My dietician says that the body image things are the last part of anorexia to go. You decide that you prefer to maintain a weight at which you can be healthy (and gosh, deciding that is complicated all by itself). Then you gain weight until your brain functions normally and you’re not fatigued all the time. Then in theory I am told you get back to having normal hunger signals and being able to mostly eat when you’re hungry and still get enough calories. And then maybe if you’re lucky some of the body image stuff fades.
I really wish someone had told me that several years ago. Lots and lots of the generic advice for eating disorders gives the impression that, like, you have to combat your unhealthy body image that is presumably driving your eating disorder, that you have to become all right with maintaining a healthy weight, that you have to grapple with the things that made you want to be thin in the first place.
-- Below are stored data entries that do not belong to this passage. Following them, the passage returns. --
use std::sync::Arc;

use async_trait::async_trait;
use futures::StreamExt;
use tokio::sync::watch;
use tracing::{debug, error, info, warn};

use super::{Delivery, MessageBus};
use crate::error::{AppError, Disposition};
use crate::models::events::Event;
use crate::observability::metrics::Metrics;

#[async_trait]
pub trait MessageHandler: Send + Sync {
    async fn handle(&self, event: Event) -> Result<(), AppError>;
}

/// Drains one queue until shutdown. Each delivery is decoded, handed to
/// `handler`, then settled according to the outcome: success acks, transient
/// failures are requeued, everything else is dead-lettered.
pub async fn run_consumer(
    bus: Arc<dyn MessageBus>,
    queue: &'static str,
    handler: Arc<dyn MessageHandler>,
    metrics: Metrics,
    mut shutdown: watch::Receiver<bool>,
) -> Result<(), AppError> {
    let mut deliveries = bus.consume(queue).await?;
    info!(queue, "consumer started");

    loop {
        tokio::select! {
            biased;

            changed = shutdown.changed() => {
                if changed.is_err() || *shutdown.borrow() {
                    break;
                }
            }
            next = deliveries.next() => {
                let Some(delivery) = next else {
                    warn!(queue, "delivery stream ended");
                    break;
                };
                process(queue, handler.as_ref(), &metrics, delivery).await;
            }
        }
    }

    info!(queue, "consumer stopped");
    Ok(())
}

async fn process(queue: &str, handler: &dyn MessageHandler, metrics: &Metrics, delivery: Delivery) {
    let outcome = match Event::decode(&delivery.exchange, &delivery.routing_key, &delivery.body) {
        Ok(event) => handler.handle(event).await,
        Err(err) => Err(err),
    };

    let label = match outcome {
        Ok(()) => {
            debug!(queue, routing_key = %delivery.routing_key, "message handled");
            delivery.ack();
            "ack"
        }
        Err(err) => match err.disposition() {
            Disposition::Requeue => {
                warn!(
                    queue,
                    routing_key = %delivery.routing_key,
                    redelivered = delivery.redelivered,
                    error = %err,
                    "transient failure, requeueing"
                );
                delivery.nack(true);
                Disposition::Requeue.as_str()
            }
            Disposition::DeadLetter => {
                error!(
                    queue,
                    routing_key = %delivery.routing_key,
                    error = %err,
                    "message rejected"
                );
                delivery.nack(false);
                Disposition::DeadLetter.as_str()
            }
        },
    };

    metrics
        .bus_messages_total
        .with_label_values(&[queue, label])
        .inc();
}
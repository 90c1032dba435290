use std::fmt;
use std::str::FromStr;

use chrono::{DateTime, Utc};
use rand::Rng;
use serde::{Deserialize, Serialize};
use uuid::Uuid;

use crate::error::AppError;

#[derive(Debug, Clone, Copy, Serialize, Deserialize, PartialEq, Eq, Hash)]
#[serde(rename_all = "SCREAMING_SNAKE_CASE")]
pub enum VehicleType {
    Economy,
    Premium,
    Xl,
}

impl VehicleType {
    pub fn as_str(&self) -> &'static str {
        match self {
            VehicleType::Economy => "ECONOMY",
            VehicleType::Premium => "PREMIUM",
            VehicleType::Xl => "XL",
        }
    }
}

impl fmt::Display for VehicleType {
    fn fmt(&self, f: &mut fmt::Formatter<'_>) -> fmt::Result {
        f.write_str(self.as_str())
    }
}

impl FromStr for VehicleType {
    type Err = AppError;

    fn from_str(s: &str) -> Result<Self, Self::Err> {
        match s {
            "ECONOMY" => Ok(VehicleType::Economy),
            "PREMIUM" => Ok(VehicleType::Premium),
            "XL" => Ok(VehicleType::Xl),
            other => Err(AppError::BadRequest(format!(
                "unknown vehicle type: {other}, expected ECONOMY/PREMIUM/XL"
            ))),
        }
    }
}

#[derive(Debug, Clone, Copy, Serialize, Deserialize, PartialEq, Eq, Hash)]
#[serde(rename_all = "SCREAMING_SNAKE_CASE")]
pub enum RideStatus {
    Requested,
    Matched,
    InProgress,
    Completed,
    Cancelled,
}

impl RideStatus {
    pub fn as_str(&self) -> &'static str {
        match self {
            RideStatus::Requested => "REQUESTED",
            RideStatus::Matched => "MATCHED",
            RideStatus::InProgress => "IN_PROGRESS",
            RideStatus::Completed => "COMPLETED",
            RideStatus::Cancelled => "CANCELLED",
        }
    }

    pub fn is_terminal(&self) -> bool {
        matches!(self, RideStatus::Completed | RideStatus::Cancelled)
    }

    /// Ride status only moves forward; cancellation is possible until the
    /// trip has started.
    pub fn can_transition_to(&self, next: RideStatus) -> bool {
        matches!(
            (self, next),
            (RideStatus::Requested, RideStatus::Matched)
                | (RideStatus::Matched, RideStatus::InProgress)
                | (RideStatus::InProgress, RideStatus::Completed)
                | (RideStatus::Requested, RideStatus::Cancelled)
                | (RideStatus::Matched, RideStatus::Cancelled)
        )
    }
}

impl fmt::Display for RideStatus {
    fn fmt(&self, f: &mut fmt::Formatter<'_>) -> fmt::Result {
        f.write_str(self.as_str())
    }
}

impl FromStr for RideStatus {
    type Err = AppError;

    fn from_str(s: &str) -> Result<Self, Self::Err> {
        match s {
            "REQUESTED" => Ok(RideStatus::Requested),
            "MATCHED" => Ok(RideStatus::Matched),
            "IN_PROGRESS" => Ok(RideStatus::InProgress),
            "COMPLETED" => Ok(RideStatus::Completed),
            "CANCELLED" => Ok(RideStatus::Cancelled),
            other => Err(AppError::Internal(format!("unknown ride status: {other}"))),
        }
    }
}

#[derive(Debug, Clone, Serialize, Deserialize)]
pub struct Ride {
    pub id: Uuid,
    pub ride_number: String,
    pub passenger_id: Uuid,
    pub driver_id: Option<Uuid>,
    pub vehicle_type: VehicleType,
    pub status: RideStatus,
    pub priority: i32,
    pub requested_at: DateTime<Utc>,
    pub matched_at: Option<DateTime<Utc>>,
    pub arrived_at: Option<DateTime<Utc>>,
    pub started_at: Option<DateTime<Utc>>,
    pub completed_at: Option<DateTime<Utc>>,
    pub cancelled_at: Option<DateTime<Utc>>,
    pub cancellation_reason: Option<String>,
    pub estimated_fare: f64,
    pub final_fare: Option<f64>,
    pub pickup_coordinate_id: Uuid,
    pub destination_coordinate_id: Uuid,
    pub created_at: DateTime<Utc>,
    pub updated_at: DateTime<Utc>,
}

impl Ride {
    /// `RIDE-YYYYMMDD-NNNNNN` with a random six-digit suffix.
    pub fn number_for(at: DateTime<Utc>) -> String {
        let suffix: u32 = rand::thread_rng().gen_range(0..1_000_000);
        format!("RIDE-{}-{:06}", at.format("%Y%m%d"), suffix)
    }

    pub fn is_assigned_to(&self, driver_id: Uuid) -> bool {
        self.driver_id == Some(driver_id)
    }

    /// The predicate guarding the driver assignment race.
    pub fn can_be_matched(&self) -> bool {
        self.status == RideStatus::Requested && self.driver_id.is_none()
    }

    pub fn can_start(&self, driver_id: Uuid) -> bool {
        self.status.can_transition_to(RideStatus::InProgress) && self.is_assigned_to(driver_id)
    }

    pub fn can_complete(&self, driver_id: Uuid) -> bool {
        self.status.can_transition_to(RideStatus::Completed) && self.is_assigned_to(driver_id)
    }

    pub fn can_cancel(&self) -> bool {
        self.status.can_transition_to(RideStatus::Cancelled)
    }

    pub fn mark_matched(&mut self, driver_id: Uuid, at: DateTime<Utc>) {
        self.driver_id = Some(driver_id);
        self.status = RideStatus::Matched;
        self.matched_at = Some(at);
        self.updated_at = at;
    }

    pub fn mark_started(&mut self, at: DateTime<Utc>) {
        self.status = RideStatus::InProgress;
        self.started_at = Some(at);
        self.updated_at = at;
    }

    pub fn mark_completed(&mut self, final_fare: f64, at: DateTime<Utc>) {
        self.status = RideStatus::Completed;
        self.final_fare = Some(final_fare);
        self.completed_at = Some(at);
        self.updated_at = at;
    }

    pub fn mark_cancelled(&mut self, reason: String, at: DateTime<Utc>) {
        self.status = RideStatus::Cancelled;
        self.cancellation_reason = Some(reason);
        self.cancelled_at = Some(at);
        self.updated_at = at;
    }

    /// Final fare falls back to the estimate when nothing adjusted it.
    pub fn settled_fare(&self) -> f64 {
        self.final_fare.unwrap_or(self.estimated_fare)
    }
}
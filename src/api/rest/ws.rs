//! Live duplex connection for drivers and passengers.
//!
//! The first frame must be `{"token": ...}` and arrive within the auth window;
//! anything else closes the socket with a protocol error before the hub ever
//! sees it. Once registered, a read task and a write task run side by side and
//! whichever ends first takes the other down with it.

use std::borrow::Cow;
use std::sync::Arc;

use axum::extract::ws::{close_code, CloseFrame, Message, WebSocket, WebSocketUpgrade};
use axum::extract::State;
use axum::response::IntoResponse;
use futures::stream::{SplitSink, SplitStream};
use futures::{SinkExt, StreamExt};
use tokio::sync::mpsc;
use tokio::time::{self, Instant};
use tracing::{debug, info, warn};

use crate::auth::{Identity, Role};
use crate::config::HubConfig;
use crate::error::AppError;
use crate::hub::{ConnectionId, Outbound, Target};
use crate::models::frames::{AuthAck, AuthFrame, ClientFrame, ServerFrame};
use crate::state::AppState;

pub async fn ws_handler(
    ws: WebSocketUpgrade,
    State(state): State<Arc<AppState>>,
) -> impl IntoResponse {
    let max_frame_bytes = state.hub_config.max_frame_bytes;
    ws.max_message_size(max_frame_bytes)
        .max_frame_size(max_frame_bytes)
        .on_upgrade(|socket| handle_socket(socket, state))
}

async fn handle_socket(mut socket: WebSocket, state: Arc<AppState>) {
    let identity = match authenticate(&mut socket, &state).await {
        Ok(identity) => identity,
        Err(err) => {
            warn!(error = %err, "websocket authentication failed");
            close(socket, close_code::PROTOCOL, "authentication failed").await;
            return;
        }
    };

    let (info, outbound) = match state.hub.register(identity.user_id, identity.role).await {
        Ok(registered) => registered,
        Err(err) => {
            warn!(user_id = %identity.user_id, error = %err, "hub refused connection");
            close(socket, close_code::AWAY, "shutting down").await;
            return;
        }
    };

    let ack = match serde_json::to_string(&AuthAck::authenticated(identity.user_id)) {
        Ok(ack) => ack,
        Err(err) => {
            warn!(error = %err, "failed to encode auth ack");
            release(&state, info.id).await;
            return;
        }
    };
    if socket.send(Message::Text(ack)).await.is_err() {
        release(&state, info.id).await;
        return;
    }

    info!(
        connection_id = %info.id,
        user_id = %identity.user_id,
        role = %identity.role,
        "websocket client connected"
    );

    let (sender, receiver) = socket.split();
    let mut write_task = tokio::spawn(write_loop(sender, outbound, state.hub_config.clone()));
    let mut read_task = tokio::spawn(read_loop(receiver, state.clone(), identity, info.id));

    tokio::select! {
        _ = &mut write_task => read_task.abort(),
        _ = &mut read_task => write_task.abort(),
    }

    release(&state, info.id).await;
    info!(connection_id = %info.id, user_id = %identity.user_id, "websocket client disconnected");
}

async fn release(state: &AppState, id: ConnectionId) {
    if let Err(err) = state.hub.unregister(id).await {
        debug!(connection_id = %id, error = %err, "unregister after hub shutdown");
    }
}

async fn authenticate(socket: &mut WebSocket, state: &AppState) -> Result<Identity, AppError> {
    let first = time::timeout(state.hub_config.auth_timeout, socket.recv())
        .await
        .map_err(|_| AppError::Unauthorized("no credentials before auth timeout".to_string()))?;

    let text = match first {
        Some(Ok(Message::Text(text))) => text,
        Some(Ok(_)) => {
            return Err(AppError::Unauthorized(
                "first frame must be a text auth frame".to_string(),
            ))
        }
        Some(Err(err)) => return Err(AppError::Unauthorized(format!("transport error: {err}"))),
        None => return Err(AppError::Unauthorized("closed before auth".to_string())),
    };

    let frame: AuthFrame = serde_json::from_str(&text)
        .map_err(|err| AppError::Unauthorized(format!("malformed auth frame: {err}")))?;
    state.verifier.verify(&frame.token)
}

async fn close(mut socket: WebSocket, code: u16, reason: &'static str) {
    let frame = CloseFrame {
        code,
        reason: Cow::Borrowed(reason),
    };
    let _ = socket.send(Message::Close(Some(frame))).await;
}

async fn write_loop(
    mut sender: SplitSink<WebSocket, Message>,
    mut outbound: mpsc::Receiver<Outbound>,
    config: HubConfig,
) {
    let period = config.ping_period();
    let mut ping = time::interval_at(Instant::now() + period, period);

    loop {
        let message = tokio::select! {
            payload = outbound.recv() => match payload {
                Some(payload) => Message::Text(payload.to_string()),
                None => {
                    // Queue closed by the hub: unregistered or dropped as too slow.
                    let _ = sender
                        .send(Message::Close(Some(CloseFrame {
                            code: close_code::NORMAL,
                            reason: Cow::Borrowed("closing"),
                        })))
                        .await;
                    return;
                }
            },
            _ = ping.tick() => Message::Ping(Vec::new()),
        };

        match time::timeout(config.write_wait, sender.send(message)).await {
            Ok(Ok(())) => {}
            Ok(Err(err)) => {
                debug!(error = %err, "websocket write failed");
                return;
            }
            Err(_) => {
                debug!("websocket write timed out");
                return;
            }
        }
    }
}

async fn read_loop(
    mut receiver: SplitStream<WebSocket>,
    state: Arc<AppState>,
    identity: Identity,
    connection_id: ConnectionId,
) {
    let pong_wait = state.hub_config.pong_wait;
    let mut deadline = Instant::now() + pong_wait;

    loop {
        let message = match time::timeout_at(deadline, receiver.next()).await {
            Err(_) => {
                warn!(connection_id = %connection_id, "no pong before deadline");
                return;
            }
            Ok(None) => return,
            Ok(Some(Err(err))) => {
                debug!(connection_id = %connection_id, error = %err, "websocket read failed");
                return;
            }
            Ok(Some(Ok(message))) => message,
        };

        match message {
            Message::Text(text) => match handle_frame(&state, identity, &text).await {
                Ok(Some(response)) => reply(&state, connection_id, &response).await,
                Ok(None) => {}
                Err(err) => {
                    debug!(connection_id = %connection_id, error = %err, "frame rejected");
                    let frame = ServerFrame::Error {
                        message: err.to_string(),
                    };
                    reply(&state, connection_id, &frame).await;
                }
            },
            Message::Pong(_) => deadline = Instant::now() + pong_wait,
            Message::Close(_) => return,
            Message::Ping(_) => {}
            Message::Binary(_) => {
                let frame = ServerFrame::Error {
                    message: "binary frames are not supported".to_string(),
                };
                reply(&state, connection_id, &frame).await;
            }
        }
    }
}

/// Returns the frame to send back to this connection, if any.
async fn handle_frame(
    state: &AppState,
    identity: Identity,
    text: &str,
) -> Result<Option<ServerFrame>, AppError> {
    match ClientFrame::parse(text)? {
        ClientFrame::Ping => Ok(Some(ServerFrame::Pong {
            status: "ok".to_string(),
        })),
        ClientFrame::RideResponse(frame) => {
            identity.require_role(Role::Driver)?;
            state.responder.respond(identity.user_id, frame).await?;
            Ok(None)
        }
        ClientFrame::LocationUpdate(frame) => {
            identity.require_role(Role::Driver)?;
            state.locations.update(identity.user_id, frame.into()).await?;
            Ok(None)
        }
    }
}

async fn reply(state: &AppState, connection_id: ConnectionId, frame: &ServerFrame) {
    if let Err(err) = state.hub.send(Target::Connection(connection_id), frame).await {
        debug!(connection_id = %connection_id, error = %err, "failed to queue reply");
    }
}
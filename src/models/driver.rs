use std::fmt;
use std::str::FromStr;

use chrono::{DateTime, Utc};
use serde::{Deserialize, Serialize};
use uuid::Uuid;

use crate::error::AppError;
use crate::models::ride::VehicleType;

#[derive(Debug, Clone, Copy, Serialize, Deserialize, PartialEq, Eq, Hash)]
#[serde(rename_all = "SCREAMING_SNAKE_CASE")]
pub enum DriverStatus {
    Offline,
    Available,
    Busy,
    EnRoute,
}

impl DriverStatus {
    pub fn as_str(&self) -> &'static str {
        match self {
            DriverStatus::Offline => "OFFLINE",
            DriverStatus::Available => "AVAILABLE",
            DriverStatus::Busy => "BUSY",
            DriverStatus::EnRoute => "EN_ROUTE",
        }
    }
}

impl fmt::Display for DriverStatus {
    fn fmt(&self, f: &mut fmt::Formatter<'_>) -> fmt::Result {
        f.write_str(self.as_str())
    }
}

impl FromStr for DriverStatus {
    type Err = AppError;

    fn from_str(s: &str) -> Result<Self, Self::Err> {
        match s {
            "OFFLINE" => Ok(DriverStatus::Offline),
            "AVAILABLE" => Ok(DriverStatus::Available),
            "BUSY" => Ok(DriverStatus::Busy),
            "EN_ROUTE" => Ok(DriverStatus::EnRoute),
            other => Err(AppError::Internal(format!("unknown driver status: {other}"))),
        }
    }
}

#[derive(Debug, Clone, Default, Serialize, Deserialize, PartialEq)]
#[serde(default)]
pub struct VehicleInfo {
    pub make: String,
    pub model: String,
    pub color: String,
    pub plate: String,
}

#[derive(Debug, Clone, Serialize, Deserialize)]
pub struct Driver {
    pub id: Uuid,
    pub name: String,
    pub vehicle_type: VehicleType,
    pub vehicle: VehicleInfo,
    pub status: DriverStatus,
    pub is_verified: bool,
    pub rating: f64,
    pub total_rides: i64,
    pub total_earnings: f64,
    pub created_at: DateTime<Utc>,
    pub updated_at: DateTime<Utc>,
}

impl Driver {
    pub fn can_go_online(&self) -> bool {
        self.status == DriverStatus::Offline && self.is_verified
    }

    /// A driver with a passenger aboard or on the way to one stays online.
    pub fn can_go_offline(&self) -> bool {
        self.status == DriverStatus::Available
    }

    pub fn can_accept_ride(&self) -> bool {
        self.status == DriverStatus::Available && self.is_verified
    }

    pub fn can_start_ride(&self) -> bool {
        matches!(self.status, DriverStatus::Available | DriverStatus::EnRoute)
    }

    pub fn can_complete_ride(&self) -> bool {
        self.status == DriverStatus::Busy
    }

    pub fn credit_ride(&mut self, earnings: f64) {
        self.total_rides += 1;
        self.total_earnings += earnings;
    }
}

#[derive(Debug, Clone, Serialize, Deserialize)]
pub struct DriverSession {
    pub id: Uuid,
    pub driver_id: Uuid,
    pub started_at: DateTime<Utc>,
    pub ended_at: Option<DateTime<Utc>>,
    pub total_rides: i64,
    pub total_earnings: f64,
}

impl DriverSession {
    pub fn open(driver_id: Uuid, at: DateTime<Utc>) -> Self {
        Self {
            id: Uuid::new_v4(),
            driver_id,
            started_at: at,
            ended_at: None,
            total_rides: 0,
            total_earnings: 0.0,
        }
    }

    pub fn is_open(&self) -> bool {
        self.ended_at.is_none()
    }

    pub fn credit_ride(&mut self, earnings: f64) {
        self.total_rides += 1;
        self.total_earnings += earnings;
    }

    pub fn summary(&self) -> SessionSummary {
        let ended_at = self.ended_at.unwrap_or_else(Utc::now);
        let elapsed = ended_at - self.started_at;
        let duration_hours = elapsed
            .num_microseconds()
            .map(|us| us as f64 / 3_600_000_000.0)
            .unwrap_or_else(|| elapsed.num_seconds() as f64 / 3_600.0);

        SessionSummary {
            session_id: self.id,
            duration_hours,
            rides_completed: self.total_rides,
            earnings: self.total_earnings,
        }
    }
}

#[derive(Debug, Clone, Serialize, Deserialize)]
pub struct SessionSummary {
    pub session_id: Uuid,
    pub duration_hours: f64,
    pub rides_completed: i64,
    pub earnings: f64,
}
As far as I can tell this doesn’t seem to be true. You have to eat a lot. You have to eat when you’re not hungry and don’t feel like it. You have to learn to manage nausea and manage stress and manage restaurants. You have to keep eating when you feel like you’ve been doing this eating thing for a while and it’s not at all rewarding and your weight is close enough can you call it a day.
There is probably some value to be gained from figuring out why you want to be thin, and why you have the emotions you have around food, and what you actually want, and so on. But all the introspection in the world will actually just get you… a really clear mental picture of having an eating disorder.
The thing to do to get healthy is to consistently eat a lot of food.
This is both better and worse than advertised. It is better because it means I don’t have to change my mind, suspect my own wants, interrogate my self image, rewrite my preferences, in order to recover. I thought I’d have to do that and I did not want to and I think I was very justified in not wanting to. It is worse because it means doing something which varies from ‘vaguely unpleasant’ to ‘awful and directly contrary to everything I want and everything my body is telling me’ six times a day (three meals, three snacks) with no breaks and no exceptions.
But I am doing it. It has been harder than anticipated and I do take breaks and make exceptions (and I notice that this is negatively affecting me, and I plan ways to not do it again), it’s much more of a full-time job than I could possibly have guessed, but I am doing it.
Sometimes it even feels like it’s getting easier.
This times a million. Construing my disorder as explicitly medical helped more with my recovery than calls to introspection ever did. I am not concerned with the emotional roots of bingeing and purging. I’m concerned with whether or not I’m chafing my throat and ruining my digestive system, and taking Vyvanse is what enables me to not do that. I have a life; I’m tired of spending energy ruminating on the noxious seed. I’m just happy I can keep it from growing.